(Stored data entries)
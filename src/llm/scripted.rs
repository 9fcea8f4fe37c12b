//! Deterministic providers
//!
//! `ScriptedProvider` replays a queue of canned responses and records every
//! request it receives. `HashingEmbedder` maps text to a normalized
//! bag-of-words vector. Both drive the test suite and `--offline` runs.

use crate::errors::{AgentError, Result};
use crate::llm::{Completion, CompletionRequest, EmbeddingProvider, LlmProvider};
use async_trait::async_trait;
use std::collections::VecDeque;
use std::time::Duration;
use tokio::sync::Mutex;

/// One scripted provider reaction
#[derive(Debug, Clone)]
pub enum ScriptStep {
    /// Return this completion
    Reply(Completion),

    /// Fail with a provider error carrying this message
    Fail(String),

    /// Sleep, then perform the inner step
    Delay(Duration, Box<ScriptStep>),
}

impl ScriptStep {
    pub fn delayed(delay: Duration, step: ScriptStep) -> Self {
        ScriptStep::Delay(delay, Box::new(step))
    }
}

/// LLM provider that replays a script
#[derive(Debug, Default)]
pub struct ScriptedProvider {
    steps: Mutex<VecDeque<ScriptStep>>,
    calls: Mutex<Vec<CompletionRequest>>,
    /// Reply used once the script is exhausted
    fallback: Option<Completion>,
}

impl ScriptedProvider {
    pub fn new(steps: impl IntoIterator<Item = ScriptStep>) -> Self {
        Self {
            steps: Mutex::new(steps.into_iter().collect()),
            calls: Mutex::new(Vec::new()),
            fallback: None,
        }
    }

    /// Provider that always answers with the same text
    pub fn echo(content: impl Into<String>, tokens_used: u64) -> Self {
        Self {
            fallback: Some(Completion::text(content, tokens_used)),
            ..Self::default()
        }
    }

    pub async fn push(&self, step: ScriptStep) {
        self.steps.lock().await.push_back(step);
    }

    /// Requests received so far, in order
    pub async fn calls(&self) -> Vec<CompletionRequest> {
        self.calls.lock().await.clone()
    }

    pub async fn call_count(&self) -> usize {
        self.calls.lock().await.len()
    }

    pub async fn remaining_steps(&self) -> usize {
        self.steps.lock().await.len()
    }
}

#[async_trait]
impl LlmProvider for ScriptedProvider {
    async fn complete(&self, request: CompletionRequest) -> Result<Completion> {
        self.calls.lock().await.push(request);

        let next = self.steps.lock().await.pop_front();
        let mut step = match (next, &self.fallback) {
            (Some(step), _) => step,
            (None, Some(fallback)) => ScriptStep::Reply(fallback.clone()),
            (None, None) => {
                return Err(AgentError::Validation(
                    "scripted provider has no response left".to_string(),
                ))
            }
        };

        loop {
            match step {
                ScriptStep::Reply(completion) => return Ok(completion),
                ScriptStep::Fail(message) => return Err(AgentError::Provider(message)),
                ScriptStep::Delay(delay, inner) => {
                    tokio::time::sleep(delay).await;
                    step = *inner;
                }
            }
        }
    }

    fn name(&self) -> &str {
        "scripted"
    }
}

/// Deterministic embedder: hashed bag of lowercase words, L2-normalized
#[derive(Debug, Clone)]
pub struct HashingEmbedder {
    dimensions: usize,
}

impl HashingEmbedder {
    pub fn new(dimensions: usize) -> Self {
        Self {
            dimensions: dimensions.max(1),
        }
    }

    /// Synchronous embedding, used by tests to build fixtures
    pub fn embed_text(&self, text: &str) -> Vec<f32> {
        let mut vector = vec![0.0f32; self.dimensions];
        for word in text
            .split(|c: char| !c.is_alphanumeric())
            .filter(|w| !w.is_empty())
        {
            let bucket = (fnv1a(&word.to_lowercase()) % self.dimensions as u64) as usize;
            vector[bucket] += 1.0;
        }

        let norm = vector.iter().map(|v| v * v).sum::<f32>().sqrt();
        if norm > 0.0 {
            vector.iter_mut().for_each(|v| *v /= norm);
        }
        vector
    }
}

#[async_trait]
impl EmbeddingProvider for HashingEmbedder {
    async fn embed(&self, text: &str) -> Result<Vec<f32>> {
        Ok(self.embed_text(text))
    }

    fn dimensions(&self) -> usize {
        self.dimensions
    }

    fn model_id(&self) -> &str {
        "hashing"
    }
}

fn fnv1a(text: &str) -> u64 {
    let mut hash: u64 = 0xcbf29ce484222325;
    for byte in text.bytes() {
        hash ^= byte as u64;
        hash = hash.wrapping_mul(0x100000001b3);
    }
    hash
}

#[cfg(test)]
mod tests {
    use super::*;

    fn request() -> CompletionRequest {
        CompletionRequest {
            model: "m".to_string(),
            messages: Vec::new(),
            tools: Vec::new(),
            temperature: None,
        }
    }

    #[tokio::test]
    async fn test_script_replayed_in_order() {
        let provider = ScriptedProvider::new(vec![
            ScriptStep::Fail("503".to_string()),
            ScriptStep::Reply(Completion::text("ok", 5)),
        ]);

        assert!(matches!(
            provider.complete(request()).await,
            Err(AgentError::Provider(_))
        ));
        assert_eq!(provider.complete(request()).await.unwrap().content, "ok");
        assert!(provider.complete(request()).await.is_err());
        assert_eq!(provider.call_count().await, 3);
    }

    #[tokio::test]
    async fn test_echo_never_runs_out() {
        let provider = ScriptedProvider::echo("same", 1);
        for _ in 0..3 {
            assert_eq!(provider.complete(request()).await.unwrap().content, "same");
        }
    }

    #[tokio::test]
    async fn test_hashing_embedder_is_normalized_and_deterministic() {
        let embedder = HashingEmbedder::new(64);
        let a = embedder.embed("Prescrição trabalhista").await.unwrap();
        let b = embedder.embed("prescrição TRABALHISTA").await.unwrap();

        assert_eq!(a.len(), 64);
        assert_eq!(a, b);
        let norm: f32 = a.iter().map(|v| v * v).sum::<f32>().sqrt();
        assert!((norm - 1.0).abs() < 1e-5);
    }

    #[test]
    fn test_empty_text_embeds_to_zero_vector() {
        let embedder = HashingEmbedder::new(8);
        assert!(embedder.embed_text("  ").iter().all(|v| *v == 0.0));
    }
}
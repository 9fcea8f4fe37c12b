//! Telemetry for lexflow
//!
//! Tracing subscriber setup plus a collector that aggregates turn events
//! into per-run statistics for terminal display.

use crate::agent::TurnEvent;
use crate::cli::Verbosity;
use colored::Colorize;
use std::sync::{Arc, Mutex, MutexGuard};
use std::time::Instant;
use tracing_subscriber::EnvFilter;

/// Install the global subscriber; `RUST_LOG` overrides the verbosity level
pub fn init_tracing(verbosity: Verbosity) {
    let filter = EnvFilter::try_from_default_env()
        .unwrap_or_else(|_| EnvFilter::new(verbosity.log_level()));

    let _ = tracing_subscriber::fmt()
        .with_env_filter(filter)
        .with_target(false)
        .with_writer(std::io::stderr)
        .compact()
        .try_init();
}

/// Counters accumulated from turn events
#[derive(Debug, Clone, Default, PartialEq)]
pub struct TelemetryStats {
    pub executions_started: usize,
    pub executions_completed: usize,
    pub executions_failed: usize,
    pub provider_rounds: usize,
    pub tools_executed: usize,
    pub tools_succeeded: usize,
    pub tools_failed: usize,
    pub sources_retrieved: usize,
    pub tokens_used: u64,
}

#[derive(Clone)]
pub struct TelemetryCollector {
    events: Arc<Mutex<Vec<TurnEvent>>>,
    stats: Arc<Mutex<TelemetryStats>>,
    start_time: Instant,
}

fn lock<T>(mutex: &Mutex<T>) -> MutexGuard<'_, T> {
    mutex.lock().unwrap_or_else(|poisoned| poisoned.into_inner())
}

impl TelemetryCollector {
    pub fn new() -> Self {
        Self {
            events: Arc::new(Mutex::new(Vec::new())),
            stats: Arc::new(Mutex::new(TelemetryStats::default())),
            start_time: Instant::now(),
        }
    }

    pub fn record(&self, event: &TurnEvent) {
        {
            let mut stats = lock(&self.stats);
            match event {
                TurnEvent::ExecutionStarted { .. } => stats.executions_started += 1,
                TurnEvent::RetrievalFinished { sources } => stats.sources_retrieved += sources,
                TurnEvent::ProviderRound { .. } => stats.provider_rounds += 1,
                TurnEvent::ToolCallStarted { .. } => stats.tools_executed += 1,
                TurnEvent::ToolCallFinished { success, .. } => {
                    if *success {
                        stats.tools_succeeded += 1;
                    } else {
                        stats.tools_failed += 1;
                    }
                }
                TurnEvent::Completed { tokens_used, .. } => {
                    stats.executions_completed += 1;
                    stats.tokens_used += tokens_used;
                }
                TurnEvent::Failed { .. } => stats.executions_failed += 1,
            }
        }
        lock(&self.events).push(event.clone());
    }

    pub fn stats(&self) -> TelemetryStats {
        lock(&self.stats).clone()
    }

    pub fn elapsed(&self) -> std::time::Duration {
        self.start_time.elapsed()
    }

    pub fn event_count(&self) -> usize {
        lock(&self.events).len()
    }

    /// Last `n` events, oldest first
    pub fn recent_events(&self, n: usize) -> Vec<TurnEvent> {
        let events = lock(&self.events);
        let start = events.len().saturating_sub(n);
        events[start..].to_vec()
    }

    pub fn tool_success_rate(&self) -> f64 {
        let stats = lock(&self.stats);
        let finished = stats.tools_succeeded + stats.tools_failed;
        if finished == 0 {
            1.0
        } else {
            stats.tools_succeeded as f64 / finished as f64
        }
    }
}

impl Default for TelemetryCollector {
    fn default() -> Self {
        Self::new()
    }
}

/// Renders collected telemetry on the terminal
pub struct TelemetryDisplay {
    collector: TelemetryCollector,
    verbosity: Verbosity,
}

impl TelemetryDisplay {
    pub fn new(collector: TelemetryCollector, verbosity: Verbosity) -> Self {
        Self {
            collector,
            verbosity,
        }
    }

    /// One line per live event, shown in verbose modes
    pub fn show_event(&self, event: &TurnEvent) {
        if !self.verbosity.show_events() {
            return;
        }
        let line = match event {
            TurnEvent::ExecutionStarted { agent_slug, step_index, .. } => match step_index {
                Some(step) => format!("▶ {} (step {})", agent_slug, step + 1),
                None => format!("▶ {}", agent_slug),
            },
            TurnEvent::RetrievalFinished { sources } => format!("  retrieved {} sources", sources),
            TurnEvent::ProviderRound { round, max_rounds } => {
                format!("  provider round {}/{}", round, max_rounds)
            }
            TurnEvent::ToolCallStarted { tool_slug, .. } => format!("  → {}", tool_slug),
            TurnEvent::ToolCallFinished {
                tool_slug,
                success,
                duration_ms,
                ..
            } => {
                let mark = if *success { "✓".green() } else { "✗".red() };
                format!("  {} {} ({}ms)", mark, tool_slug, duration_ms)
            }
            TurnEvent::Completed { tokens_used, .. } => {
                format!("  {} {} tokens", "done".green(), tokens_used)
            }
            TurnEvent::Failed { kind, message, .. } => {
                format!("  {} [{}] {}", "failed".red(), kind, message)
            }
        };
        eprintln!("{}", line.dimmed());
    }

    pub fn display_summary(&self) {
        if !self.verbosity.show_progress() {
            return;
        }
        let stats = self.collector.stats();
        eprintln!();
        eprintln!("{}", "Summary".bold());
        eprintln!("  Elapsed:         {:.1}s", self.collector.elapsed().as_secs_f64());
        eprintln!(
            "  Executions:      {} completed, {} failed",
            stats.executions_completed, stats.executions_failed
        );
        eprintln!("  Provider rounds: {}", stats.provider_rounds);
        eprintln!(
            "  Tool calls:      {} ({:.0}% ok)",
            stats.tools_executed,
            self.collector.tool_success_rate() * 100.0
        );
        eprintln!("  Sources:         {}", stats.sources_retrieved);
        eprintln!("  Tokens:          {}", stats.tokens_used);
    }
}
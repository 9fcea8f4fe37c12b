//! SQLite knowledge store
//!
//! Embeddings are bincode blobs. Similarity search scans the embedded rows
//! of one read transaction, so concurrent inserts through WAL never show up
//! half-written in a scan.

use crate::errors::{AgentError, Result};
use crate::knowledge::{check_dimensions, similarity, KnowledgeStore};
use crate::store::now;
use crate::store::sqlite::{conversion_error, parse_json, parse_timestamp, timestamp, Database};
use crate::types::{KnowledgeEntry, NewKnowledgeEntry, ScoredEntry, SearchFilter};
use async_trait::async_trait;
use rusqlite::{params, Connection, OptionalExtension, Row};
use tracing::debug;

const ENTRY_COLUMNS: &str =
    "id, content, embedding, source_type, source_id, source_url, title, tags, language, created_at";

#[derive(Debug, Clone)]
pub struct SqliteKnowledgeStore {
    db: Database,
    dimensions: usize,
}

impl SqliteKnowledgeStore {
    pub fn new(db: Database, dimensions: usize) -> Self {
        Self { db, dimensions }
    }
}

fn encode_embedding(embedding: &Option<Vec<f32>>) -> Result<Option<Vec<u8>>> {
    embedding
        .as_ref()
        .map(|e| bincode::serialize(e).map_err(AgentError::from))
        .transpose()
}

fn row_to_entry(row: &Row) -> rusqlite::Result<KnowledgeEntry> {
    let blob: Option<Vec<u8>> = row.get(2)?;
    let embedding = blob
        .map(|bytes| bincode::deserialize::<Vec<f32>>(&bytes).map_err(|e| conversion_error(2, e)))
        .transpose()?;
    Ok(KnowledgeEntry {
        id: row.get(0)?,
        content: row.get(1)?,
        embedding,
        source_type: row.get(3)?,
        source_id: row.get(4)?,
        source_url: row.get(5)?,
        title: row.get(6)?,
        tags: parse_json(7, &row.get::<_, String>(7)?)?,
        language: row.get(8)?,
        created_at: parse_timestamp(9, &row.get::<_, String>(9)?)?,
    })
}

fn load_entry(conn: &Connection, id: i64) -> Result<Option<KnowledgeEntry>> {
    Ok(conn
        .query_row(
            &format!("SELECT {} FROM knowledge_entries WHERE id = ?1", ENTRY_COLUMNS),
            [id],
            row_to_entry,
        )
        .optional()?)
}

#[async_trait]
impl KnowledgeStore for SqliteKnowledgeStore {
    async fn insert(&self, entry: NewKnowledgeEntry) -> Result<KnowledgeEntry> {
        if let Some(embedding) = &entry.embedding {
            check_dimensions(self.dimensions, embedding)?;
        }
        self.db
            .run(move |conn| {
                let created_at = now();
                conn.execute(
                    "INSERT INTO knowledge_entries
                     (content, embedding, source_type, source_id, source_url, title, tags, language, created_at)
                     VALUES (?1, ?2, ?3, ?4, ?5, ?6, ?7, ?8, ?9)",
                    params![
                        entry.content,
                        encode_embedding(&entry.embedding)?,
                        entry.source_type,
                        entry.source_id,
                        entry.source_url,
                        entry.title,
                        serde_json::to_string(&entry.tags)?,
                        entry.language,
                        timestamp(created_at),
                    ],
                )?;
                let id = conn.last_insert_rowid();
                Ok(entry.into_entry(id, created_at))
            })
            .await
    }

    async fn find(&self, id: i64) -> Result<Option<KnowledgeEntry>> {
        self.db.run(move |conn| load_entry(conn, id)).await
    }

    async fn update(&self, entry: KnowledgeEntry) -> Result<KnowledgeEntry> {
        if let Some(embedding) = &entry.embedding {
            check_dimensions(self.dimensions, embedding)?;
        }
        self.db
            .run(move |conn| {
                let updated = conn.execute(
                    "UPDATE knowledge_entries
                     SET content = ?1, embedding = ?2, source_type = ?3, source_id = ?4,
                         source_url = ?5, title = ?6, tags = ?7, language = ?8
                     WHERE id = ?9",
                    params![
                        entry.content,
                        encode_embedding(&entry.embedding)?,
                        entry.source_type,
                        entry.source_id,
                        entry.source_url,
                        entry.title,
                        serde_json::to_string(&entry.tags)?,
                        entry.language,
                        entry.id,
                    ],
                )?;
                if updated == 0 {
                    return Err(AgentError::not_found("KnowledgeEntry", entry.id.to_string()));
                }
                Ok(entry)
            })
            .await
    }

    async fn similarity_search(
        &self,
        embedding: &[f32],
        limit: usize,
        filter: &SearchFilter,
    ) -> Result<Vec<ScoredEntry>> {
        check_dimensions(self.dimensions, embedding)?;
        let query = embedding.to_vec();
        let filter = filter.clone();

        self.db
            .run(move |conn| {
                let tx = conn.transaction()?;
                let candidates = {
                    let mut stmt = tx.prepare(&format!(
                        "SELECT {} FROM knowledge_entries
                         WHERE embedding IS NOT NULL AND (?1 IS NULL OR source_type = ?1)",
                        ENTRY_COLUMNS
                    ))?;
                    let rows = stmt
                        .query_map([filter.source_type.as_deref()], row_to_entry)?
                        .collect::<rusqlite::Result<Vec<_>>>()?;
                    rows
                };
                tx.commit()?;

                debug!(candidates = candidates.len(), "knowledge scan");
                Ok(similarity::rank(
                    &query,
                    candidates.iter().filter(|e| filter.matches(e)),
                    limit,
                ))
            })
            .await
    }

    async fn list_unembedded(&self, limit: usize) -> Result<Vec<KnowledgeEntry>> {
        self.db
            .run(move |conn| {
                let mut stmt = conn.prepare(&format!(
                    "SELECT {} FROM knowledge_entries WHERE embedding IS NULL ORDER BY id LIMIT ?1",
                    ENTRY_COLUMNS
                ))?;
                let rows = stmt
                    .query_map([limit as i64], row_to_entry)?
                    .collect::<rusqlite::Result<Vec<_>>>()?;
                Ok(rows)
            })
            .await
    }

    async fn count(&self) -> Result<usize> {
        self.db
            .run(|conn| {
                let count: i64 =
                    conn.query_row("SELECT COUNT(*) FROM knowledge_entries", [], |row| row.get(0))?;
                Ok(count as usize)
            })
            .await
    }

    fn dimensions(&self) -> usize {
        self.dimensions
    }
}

§ **INSTRUCTIONS FOR THE TASK**:
In the entries above, find the line holding "and records every" and the line holding "#[derive(Debug, Default)]"; print both of them and every line between, exactly, and nothing else.

§ **SOLUTION TO THE EXERCISE**:
//! `ScriptedProvider` replays a queue of canned responses and records every
//! request it receives. `HashingEmbedder` maps text to a normalized
//! bag-of-words vector. Both drive the test suite and `--offline` runs.

use crate::errors::{AgentError, Result};
use crate::llm::{Completion, CompletionRequest, EmbeddingProvider, LlmProvider};
use async_trait::async_trait;
use std::collections::VecDeque;
use std::time::Duration;
use tokio::sync::Mutex;

/// One scripted provider reaction
#[derive(Debug, Clone)]
pub enum ScriptStep {
    /// Return this completion
    Reply(Completion),

    /// Fail with a provider error carrying this message
    Fail(String),

    /// Sleep, then perform the inner step
    Delay(Duration, Box<ScriptStep>),
}

impl ScriptStep {
    pub fn delayed(delay: Duration, step: ScriptStep) -> Self {
        ScriptStep::Delay(delay, Box::new(step))
    }
}

/// LLM provider that replays a script
#[derive(Debug, Default)]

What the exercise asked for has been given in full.